315 Orang Diperiksa Usai Rusuh di DPR, 48 Jadi Tersangka!
Polda Metro Jaya telah memeriksa 315 orang yang diamankan dalam kerusuhan di sekitar Gedung DPR/MPR RI pada 27 Agustus 2026
Dari hasil penyidikan terhadap kelompok tersebut, polisi menetapkan 45 orang sebagai tersangka. Penetapan dilakukan berdasarkan alat bukti dan keterangan saksi yang diperoleh penyidik.
Selain itu, polisi mengamankan tiga orang yang kedapatan membawa senjata tajam ketika kerusuhan berlangsung. Ketiganya juga telah ditetapkan sebagai tersangka.
“Penyidik melakukan penangkapan terhadap tiga orang yang membawa senjata tajam yang digunakan saat kerusuhan dan penyidik telah menetapkan tiga orang tersebut sebagai tersangka,” ujarnya.
Dengan demikian, total tersangka yang telah ditetapkan mencapai 48 orang, terdiri dari 45 tersangka dalam perkara pengrusakan dan penganiayaan serta tiga tersangka terkait kepemilikan atau penggunaan senjata tajam dalam kerusuhan.
Baca Juga
Polisi Dalami Dugaan Penggerak dan Perekrut Massa
Polda Metro Jaya juga menemukan sejumlah fakta hukum baru yang masih dalam proses pendalaman. Salah satunya berkaitan dengan dugaan adanya pihak yang menggerakkan dan memberikan pembiayaan terhadap aksi kerusuhan.
Penyidik juga mengungkap dugaan adanya kelompok yang bertugas mencari dan merekrut massa untuk dilibatkan dalam aksi tersebut.
“Penyidik juga di dalam penyidikan telah menemukan fakta hukum terkait adanya klaster yang bertugas mencari dan merekrut terhadap massa-massa yang akan digunakan dalam proses atau kejadian kerusuhan tersebut,” tuturnya.
Menurut Iman, tindakan yang dilakukan para tersangka di antaranya berupa pengrusakan fasilitas umum serta penganiayaan terhadap orang maupun barang.
Aksi tersebut dilakukan secara berkelompok di ruang publik hingga menyebabkan situasi menjadi kacau.
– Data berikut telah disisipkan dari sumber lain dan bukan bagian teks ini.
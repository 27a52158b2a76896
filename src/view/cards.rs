//! View models for the summoner summary and the match cards, built from
//! backend participants.

use crate::api::models::Participant;
use crate::history::MatchGroup;

pub const NO_RANKED_GAMES: &str = "No ranked games";
pub const LEFT_COLUMN_SIZE: usize = 5;

/// Tiers displayed without a division.
const APEX_TIERS: [&str; 2] = ["Master", "Challenger"];

/// Builds image URLs below a common asset root.
#[derive(Debug, Clone, PartialEq, Eq)]
pub struct Assets {
    base: String,
}

impl Assets {
    pub fn new(base: impl Into<String>) -> Self {
        let base = base.into();
        Assets {
            base: base.trim_end_matches('/').to_string(),
        }
    }

    pub fn champion_icon(&self, champion: &str) -> String {
        format!("{}/champion/{}.png", self.base, champion)
    }

    pub fn item_icon(&self, item: i32) -> String {
        format!("{}/item/{}.png", self.base, item)
    }

    pub fn profile_icon(&self, icon: i32) -> String {
        format!("{}/profileicon/{}.png", self.base, icon)
    }

    pub fn rank_emblem(&self, tier: &str) -> String {
        format!("{}/ranked-emblem/{}.png", self.base, tier)
    }
}

#[derive(Debug, Clone, PartialEq, Eq)]
pub struct ItemIcon {
    pub id: i32,
    pub url: String,
}

#[derive(Debug, Clone, PartialEq, Eq)]
pub struct PlayerChip {
    pub summoner_name: String,
    pub champion_name: String,
    pub champion_icon: String,
}

#[derive(Debug, Clone, PartialEq, Eq)]
pub struct SummaryView {
    pub summoner_name: String,
    pub profile_icon: String,
    pub tier: String,
    /// `None` when the player has no ranked games.
    pub emblem: Option<String>,
    pub tier_rank: String,
    pub record: String,
}

impl SummaryView {
    pub fn is_ranked(&self) -> bool {
        self.emblem.is_some()
    }
}

#[derive(Debug, Clone, PartialEq, Eq)]
pub struct MatchCardView {
    pub match_id: String,
    pub champion_name: String,
    pub champion_icon: String,
    pub kills: i32,
    pub deaths: i32,
    pub assists: i32,
    pub win: bool,
    pub items: Vec<ItemIcon>,
    pub left: Vec<PlayerChip>,
    pub right: Vec<PlayerChip>,
}

impl MatchCardView {
    pub fn status_label(&self) -> &'static str {
        if self.win {
            "Victory"
        } else {
            "Defeat"
        }
    }

    pub fn kda(&self) -> String {
        format!("{}/{}/{}", self.kills, self.deaths, self.assists)
    }

    pub fn players(&self) -> impl Iterator<Item = &PlayerChip> {
        self.left.iter().chain(self.right.iter())
    }

    /// Champion icons shown on this card: the main champion first.
    pub fn champion_icons(&self) -> impl Iterator<Item = &str> {
        std::iter::once(self.champion_icon.as_str())
            .chain(self.players().map(|p| p.champion_icon.as_str()))
    }
}

/// One entry per non-empty item slot; id 0 marks an empty slot.
pub fn items_grid(participant: &Participant, assets: &Assets) -> Vec<ItemIcon> {
    participant
        .items()
        .into_iter()
        .filter(|&item| item != 0)
        .map(|id| ItemIcon {
            id,
            url: assets.item_icon(id),
        })
        .collect()
}

pub fn tier_display(tier: &str, rank: &str, league_points: i32) -> String {
    if APEX_TIERS.iter().any(|apex| apex.eq_ignore_ascii_case(tier)) {
        format!("{} ({} LP)", tier, league_points)
    } else {
        format!("{} {} ({} LP)", tier, rank, league_points)
    }
}

pub fn summary_view(main: &Participant, assets: &Assets) -> SummaryView {
    let ranked = !main.tier.is_empty();
    SummaryView {
        summoner_name: main.summoner_name.clone(),
        profile_icon: assets.profile_icon(main.profile_icon),
        tier: main.tier.clone(),
        emblem: ranked.then(|| assets.rank_emblem(&main.tier)),
        tier_rank: if ranked {
            tier_display(&main.tier, &main.rank, main.league_points)
        } else {
            NO_RANKED_GAMES.to_string()
        },
        record: format!("Wins: {} - Losses: {}", main.wins, main.losses),
    }
}

fn chip(participant: &Participant, assets: &Assets) -> PlayerChip {
    PlayerChip {
        summoner_name: participant.summoner_name.clone(),
        champion_name: participant.champion_name.clone(),
        champion_icon: assets.champion_icon(&participant.champion_name),
    }
}

/// Builds the card for a match, or `None` when the group has no main
/// participant.
pub fn match_card(group: &MatchGroup, assets: &Assets) -> Option<MatchCardView> {
    let main = group.main_participant()?;
    let others = group.others();
    let split = others.len().min(LEFT_COLUMN_SIZE);
    let (left, right) = others.split_at(split);

    Some(MatchCardView {
        match_id: group.match_id.clone(),
        champion_name: main.champion_name.clone(),
        champion_icon: assets.champion_icon(&main.champion_name),
        kills: main.kills,
        deaths: main.deaths,
        assists: main.assists,
        win: main.win,
        items: items_grid(main, assets),
        left: left.iter().map(|p| chip(p, assets)).collect(),
        right: right.iter().map(|p| chip(p, assets)).collect(),
    })
}

/// Distinct champion icons across the given cards, in first-seen order.
pub fn champion_icon_urls(cards: &[MatchCardView]) -> Vec<String> {
    let mut urls: Vec<String> = Vec::new();
    for url in cards.iter().flat_map(MatchCardView::champion_icons) {
        if !urls.iter().any(|seen| seen == url) {
            urls.push(url.to_string());
        }
    }
    urls
}
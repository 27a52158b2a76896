use crate::error::AppError;
use crate::region::Region;
use std::env;

pub const DEFAULT_BACKEND: &str = "http://127.0.0.1:3000";
pub const DEFAULT_ASSET_BASE: &str = "./league_data/img";
pub const DEFAULT_PAGE_SIZE: usize = 5;
pub const DEFAULT_IMAGE_RATE: u32 = 20;

#[derive(Debug, Clone)]
pub struct Config {
    pub backend_url: String,
    pub region: Region,
    pub asset_base: String,
    pub page_size: usize,
    /// Upper bound on image loads per second during preloading.
    pub image_rate: u32,
}

impl Default for Config {
    fn default() -> Self {
        Config {
            backend_url: DEFAULT_BACKEND.to_string(),
            region: Region::Na,
            asset_base: DEFAULT_ASSET_BASE.to_string(),
            page_size: DEFAULT_PAGE_SIZE,
            image_rate: DEFAULT_IMAGE_RATE,
        }
    }
}

impl Config {
    pub fn from_env() -> Result<Self, AppError> {
        dotenvy::dotenv().ok();

        let defaults = Config::default();

        let backend_url =
            env::var("LEAGUE_FINDER_BACKEND").unwrap_or(defaults.backend_url);

        let region = match env::var("LEAGUE_FINDER_REGION") {
            Ok(code) => code.parse()?,
            Err(_) => defaults.region,
        };

        let asset_base = env::var("LEAGUE_FINDER_ASSETS").unwrap_or(defaults.asset_base);

        let page_size = match env::var("LEAGUE_FINDER_PAGE_SIZE") {
            Ok(raw) => parse_positive("LEAGUE_FINDER_PAGE_SIZE", &raw)?,
            Err(_) => defaults.page_size,
        };

        let image_rate = match env::var("LEAGUE_FINDER_IMAGE_RATE") {
            Ok(raw) => parse_positive("LEAGUE_FINDER_IMAGE_RATE", &raw)?,
            Err(_) => defaults.image_rate,
        };

        Ok(Config {
            backend_url,
            region,
            asset_base,
            page_size,
            image_rate,
        })
    }
}

fn parse_positive<T>(name: &str, raw: &str) -> Result<T, AppError>
where
    T: std::str::FromStr + PartialOrd + Default,
{
    match raw.trim().parse::<T>() {
        Ok(value) if value > T::default() => Ok(value),
        _ => Err(AppError::ConfigError(format!(
            "{} must be a positive integer, got `{}`",
            name, raw
        ))),
    }
}
use anyhow::{bail, Context};
use clap::Parser;
use league_finder::display::output::{
    display_document, display_error, display_info, display_players, display_success, Spinner,
};
use league_finder::view::Action;
use league_finder::{
    AppError, AssetLoader, BackendClient, Config, MatchHistoryRenderer, Outcome, Region, Session,
};
use std::io::{self, BufRead, Write};
use std::path::PathBuf;
use tracing::{warn, Level};

type Renderer = MatchHistoryRenderer<BackendClient, AssetLoader>;

#[derive(Parser, Debug)]
#[command(name = "League Finder")]
#[command(about = "Browse a summoner's recent League of Legends matches", long_about = None)]
struct Args {
    /// Summoner name (default: the last search of this session)
    name: Option<String>,

    /// Region (default: LEAGUE_FINDER_REGION or NA)
    #[arg(short, long, value_enum)]
    region: Option<Region>,

    /// Number of extra pages to load after the first one
    #[arg(short = 'm', long, default_value = "0")]
    more: usize,

    /// Write the rendered history as HTML to this file
    #[arg(long)]
    html: Option<PathBuf>,

    /// Backend base URL (default: LEAGUE_FINDER_BACKEND)
    #[arg(long)]
    backend: Option<String>,

    /// Keep prompting for more pages, players and searches
    #[arg(short, long)]
    interactive: bool,

    /// Log requests and preloading to stderr
    #[arg(short, long)]
    verbose: bool,
}

fn main() {
    let args = Args::parse();

    tracing_subscriber::fmt()
        .with_writer(io::stderr)
        .with_max_level(if args.verbose { Level::DEBUG } else { Level::WARN })
        .init();

    if let Err(e) = run(args) {
        display_error(&format!("{:#}", e));
        std::process::exit(1);
    }
}

fn run(args: Args) -> anyhow::Result<()> {
    let mut config = Config::from_env().context("failed to load configuration")?;
    if let Some(backend) = args.backend {
        config.backend_url = backend;
    }

    let session = match Session::open(Session::default_path()) {
        Ok(session) => session,
        Err(e) => {
            warn!("starting without a saved session: {}", e);
            Session::in_memory()
        }
    };

    // Auto-search the previous summoner when no name is given.
    let (term, region) = match (args.name, session.last_search()) {
        (Some(name), _) => (name, args.region.unwrap_or(config.region)),
        (None, Some(last)) => {
            display_info(&format!("Resuming last search: {} ({})", last.term, last.region));
            (last.term.clone(), args.region.unwrap_or(last.region))
        }
        (None, None) => bail!("no summoner given and no previous search to resume"),
    };
    config.region = region;

    let client = BackendClient::new(&config);
    let loader = AssetLoader::new(config.image_rate);
    let mut renderer = MatchHistoryRenderer::new(client, loader, &config, session)
        .with_indicator(Box::new(Spinner::new()));

    report(&renderer.search(&term, region));

    for _ in 0..args.more {
        if !renderer.document().show_more().visible {
            break;
        }
        report(&renderer.load_more()?);
    }

    display_document(renderer.document());

    if args.interactive {
        interact(&mut renderer)?;
    }

    if let Some(path) = args.html {
        std::fs::write(&path, renderer.document().to_html())
            .with_context(|| format!("failed to write {}", path.display()))?;
        display_success(&format!("Wrote {}", path.display()));
    }

    Ok(())
}

fn report(outcome: &Outcome) {
    if let Outcome::Rendered {
        cards,
        images_loaded,
        images_failed,
    } = outcome
    {
        display_success(&format!(
            "{} matches ({} images preloaded, {} failed)",
            cards, images_loaded, images_failed
        ));
    }
}

fn interact(renderer: &mut Renderer) -> anyhow::Result<()> {
    let stdin = io::stdin();
    loop {
        display_players(renderer.document());
        print!("[m] more, [number] follow player, [s <name>] search, [q] quit > ");
        io::stdout().flush()?;

        let mut line = String::new();
        if stdin.lock().read_line(&mut line)? == 0 {
            return Ok(());
        }
        let line = line.trim();

        let outcome = match line {
            "q" => return Ok(()),
            "m" => match renderer.load_more() {
                Ok(outcome) => outcome,
                Err(e @ (AppError::Busy | AppError::NoActiveSearch)) => {
                    display_error(&e.to_string());
                    continue;
                }
                Err(e) => return Err(e.into()),
            },
            _ if line.starts_with("s ") => {
                let region = renderer.current_region();
                renderer.search(&line[2..], region)
            }
            _ => match line.parse::<usize>() {
                Ok(n) => {
                    let action = player_action(renderer, n);
                    match action {
                        Some(action) => renderer.dispatch(&action),
                        None => {
                            display_error(&format!("No player #{}", n));
                            continue;
                        }
                    }
                }
                Err(_) => {
                    display_error(&format!("Unknown command: {}", line));
                    continue;
                }
            },
        };

        report(&outcome);
        display_document(renderer.document());
    }
}

/// The click target of the `n`th listed player, counting from 1.
fn player_action(renderer: &Renderer, n: usize) -> Option<Action> {
    let index = n.checked_sub(1)?;
    renderer.document().actions().get(index).cloned()
}
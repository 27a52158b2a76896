use crate::config::Config;
use crate::error::AppError;
use std::time::Duration;
use tracing::debug;

use super::endpoints;
use super::models::*;

const REQUEST_TIMEOUT_SECS: u64 = 10;
const USER_AGENT: &str = "league_finder/0.1.0";

/// Anything that can answer a paged summoner search.
pub trait MatchSource {
    fn search(&self, request: &SearchRequest) -> Result<Vec<Participant>, AppError>;
}

pub struct BackendClient {
    agent: ureq::Agent,
    search_url: String,
}

impl BackendClient {
    pub fn new(config: &Config) -> Self {
        let agent = ureq::AgentBuilder::new()
            .timeout(Duration::from_secs(REQUEST_TIMEOUT_SECS))
            .user_agent(USER_AGENT)
            .build();
        BackendClient {
            agent,
            search_url: endpoints::search_url(&config.backend_url),
        }
    }
}

impl MatchSource for BackendClient {
    fn search(&self, request: &SearchRequest) -> Result<Vec<Participant>, AppError> {
        debug!(
            url = %request.url,
            region = %request.region,
            start = request.start,
            count = request.count,
            "POST {}",
            self.search_url
        );

        let response = self
            .agent
            .post(&self.search_url)
            .set("Content-Type", "application/json")
            .send_json(request);

        match response {
            Ok(resp) => {
                let body: SearchResponse = resp
                    .into_json()
                    .map_err(|e| AppError::JsonError(e.to_string()))?;
                body.data.ok_or_else(|| {
                    AppError::JsonError("response is missing the `data` field".to_string())
                })
            }
            Err(ureq::Error::Status(code, resp)) => {
                let text = resp.into_string().unwrap_or_default();
                Err(AppError::ApiError(error_message(code, &text)))
            }
            Err(e) => Err(AppError::HttpError(e.to_string())),
        }
    }
}

/// Pulls the user-facing message out of a failed response body.
pub(crate) fn error_message(status: u16, body: &str) -> String {
    if let Ok(parsed) = serde_json::from_str::<ErrorBody>(body) {
        return parsed.error;
    }
    let trimmed = body.trim();
    if trimmed.is_empty() {
        format!("Backend returned status {}", status)
    } else {
        trimmed.to_string()
    }
}
//! Maps the view models onto the render tree.

use super::cards::{MatchCardView, PlayerChip, SummaryView};
use super::document::{Block, Document};
use super::node::{div, img, Action, Element, Node};

pub fn summary_node(summary: &SummaryView) -> Node {
    let emblem: Node = match &summary.emblem {
        Some(url) => img(url, &format!("{} emblem", summary.tier))
            .class("rank-emblem")
            .into(),
        None => div("no-ranked").text(&summary.tier_rank).into(),
    };

    let mut right = div("summoner-details-right").child(emblem);
    if summary.is_ranked() {
        right = right.child(div("tier-rank").text(&summary.tier_rank));
    }
    right = right.child(div("wins-losses").text(&summary.record));

    div("summoner-section")
        .child(
            div("summoner-details-left")
                .child(img(
                    &summary.profile_icon,
                    &format!("{}'s Profile Icon", summary.summoner_name),
                ))
                .child(div("summoner-name").text(&summary.summoner_name)),
        )
        .child(div("divider").text("|"))
        .child(right)
        .into()
}

fn player_node(player: &PlayerChip, name_first: bool) -> Node {
    let name = div("other-participant-name").text(&player.summoner_name);
    let icon = img(&player.champion_icon, &format!("{} Icon", player.champion_name));
    let chip = div("other-participant").on_click(Action::Search {
        name: player.summoner_name.clone(),
    });
    let chip = if name_first {
        chip.child(name).child(icon)
    } else {
        chip.child(icon).child(name)
    };
    chip.into()
}

fn participants_node(card: &MatchCardView) -> Node {
    div("participants-container")
        .child(
            div("participants-column")
                .children(card.left.iter().map(|p| player_node(p, true))),
        )
        .child(
            div("participants-column")
                .children(card.right.iter().map(|p| player_node(p, false))),
        )
        .into()
}

pub fn match_card_node(card: &MatchCardView) -> Node {
    let outcome = if card.win { "win" } else { "lose" };
    let kda = div("card-title")
        .child(Element::new("span").class("kills").text(card.kills.to_string()))
        .text("/")
        .child(Element::new("span").class("deaths").text(card.deaths.to_string()))
        .text("/")
        .child(Element::new("span").class("assists").text(card.assists.to_string()));

    let items = div("card-items").children(
        card.items
            .iter()
            .map(|item| img(&item.url, &format!("Item {}", item.id)).into()),
    );

    div(&format!("card {}", outcome))
        .attr("data-match", &card.match_id)
        .child(img(
            &card.champion_icon,
            &format!("{} Icon", card.champion_name),
        ))
        .child(
            div("card-content")
                .child(
                    div("kda-status-container")
                        .child(kda)
                        .child(div("card-status").text(card.status_label())),
                )
                .child(items)
                .child(div("other-participants").child(participants_node(card))),
        )
        .into()
}

pub fn block_node(block: &Block) -> Node {
    match block {
        Block::Summary(summary) => summary_node(summary),
        Block::Match(card) => match_card_node(card),
    }
}

pub fn error_node(message: &str) -> Node {
    div("error").text(message).into()
}

impl Document {
    pub fn to_node(&self) -> Node {
        let mut results = Element::new("div").attr("id", "profile-info");
        if let Some(message) = self.error() {
            results = results.child(error_node(message));
        }
        results = results.children(self.results().iter().map(block_node));

        let mut loading = Element::new("div").attr("id", "loading").text("Loading...");
        if !self.is_loading() {
            loading = loading.attr("hidden", "hidden");
        }

        let show_more = self.show_more();
        let mut button = Element::new("button")
            .attr("id", "show-more")
            .text("Show more");
        if !show_more.visible {
            button = button.attr("hidden", "hidden");
        }
        if !show_more.enabled {
            button = button.attr("disabled", "disabled");
        }

        Element::new("main")
            .child(results)
            .child(loading)
            .child(button)
            .into()
    }

    pub fn to_html(&self) -> String {
        self.to_node().to_html()
    }
}
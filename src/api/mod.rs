pub mod client;
pub mod endpoints;
pub mod models;
use crate::region::Region;
use serde::{Deserialize, Serialize};

// Body of POST /search
#[derive(Debug, Clone, PartialEq, Serialize)]
pub struct SearchRequest {
    pub url: String,
    pub region: Region,
    pub count: usize,
    pub start: usize,
}

// Successful /search response
#[derive(Debug, Deserialize)]
pub struct SearchResponse {
    #[serde(default)]
    pub data: Option<Vec<Participant>>,
}

// Non-2xx /search response
#[derive(Debug, Deserialize)]
pub struct ErrorBody {
    pub error: String,
}

/// One player's record in one match.
///
/// The account-wide fields (`profile_icon`, `tier`, `rank`, `league_points`,
/// `wins`, `losses`) are only filled in on the record flagged as the main
/// participant.
#[derive(Debug, Clone, Default, PartialEq, Serialize, Deserialize)]
#[serde(rename_all = "camelCase", default)]
pub struct Participant {
    pub match_id: String,
    pub summoner_name: String,
    pub champion_name: String,
    pub kills: i32,
    pub deaths: i32,
    pub assists: i32,
    pub win: bool,
    pub item0: i32,
    pub item1: i32,
    pub item2: i32,
    pub item3: i32,
    pub item4: i32,
    pub item5: i32,
    pub is_main_participant: bool,
    pub profile_icon: i32,
    pub tier: String,
    pub rank: String,
    pub league_points: i32,
    pub wins: i32,
    pub losses: i32,
}

impl Participant {
    pub fn items(&self) -> [i32; 6] {
        [
            self.item0, self.item1, self.item2, self.item3, self.item4, self.item5,
        ]
    }
}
Polisi juga menemukan adanya penggunaan senjata tajam dalam rangkaian kerusuhan tersebut.
Baca Juga
Meski melakukan penindakan hukum, Iman menegaskan bahwa Polri tetap menghormati hak masyarakat untuk menyampaikan pendapat di muka umum sebagaimana dijamin peraturan perundang-undangan.
Namun, kebebasan tersebut harus dijalankan dengan tertib serta tidak mengancam keselamatan orang lain maupun merusak fasilitas publik.
“Kebebasan menyampaikan pendapat di muka umum harus dilaksanakan secara tertib, damai, dan bertanggung jawab serta tidak disertai dengan tindakan yang membahayakan keselamatan masyarakat dan merusak fasilitas umum,” jelasnya.
Polda Metro Jaya menyatakan akan tetap mengamankan berbagai kegiatan penyampaian pendapat dengan mengedepankan pendekatan humanis dan berpedoman pada aturan hukum.
Masyarakat juga diimbau tidak mudah terpengaruh provokasi maupun informasi yang sumbernya belum dapat dipastikan. Polisi mengingatkan peserta aksi untuk tidak membawa benda yang berpotensi membahayakan keselamatan.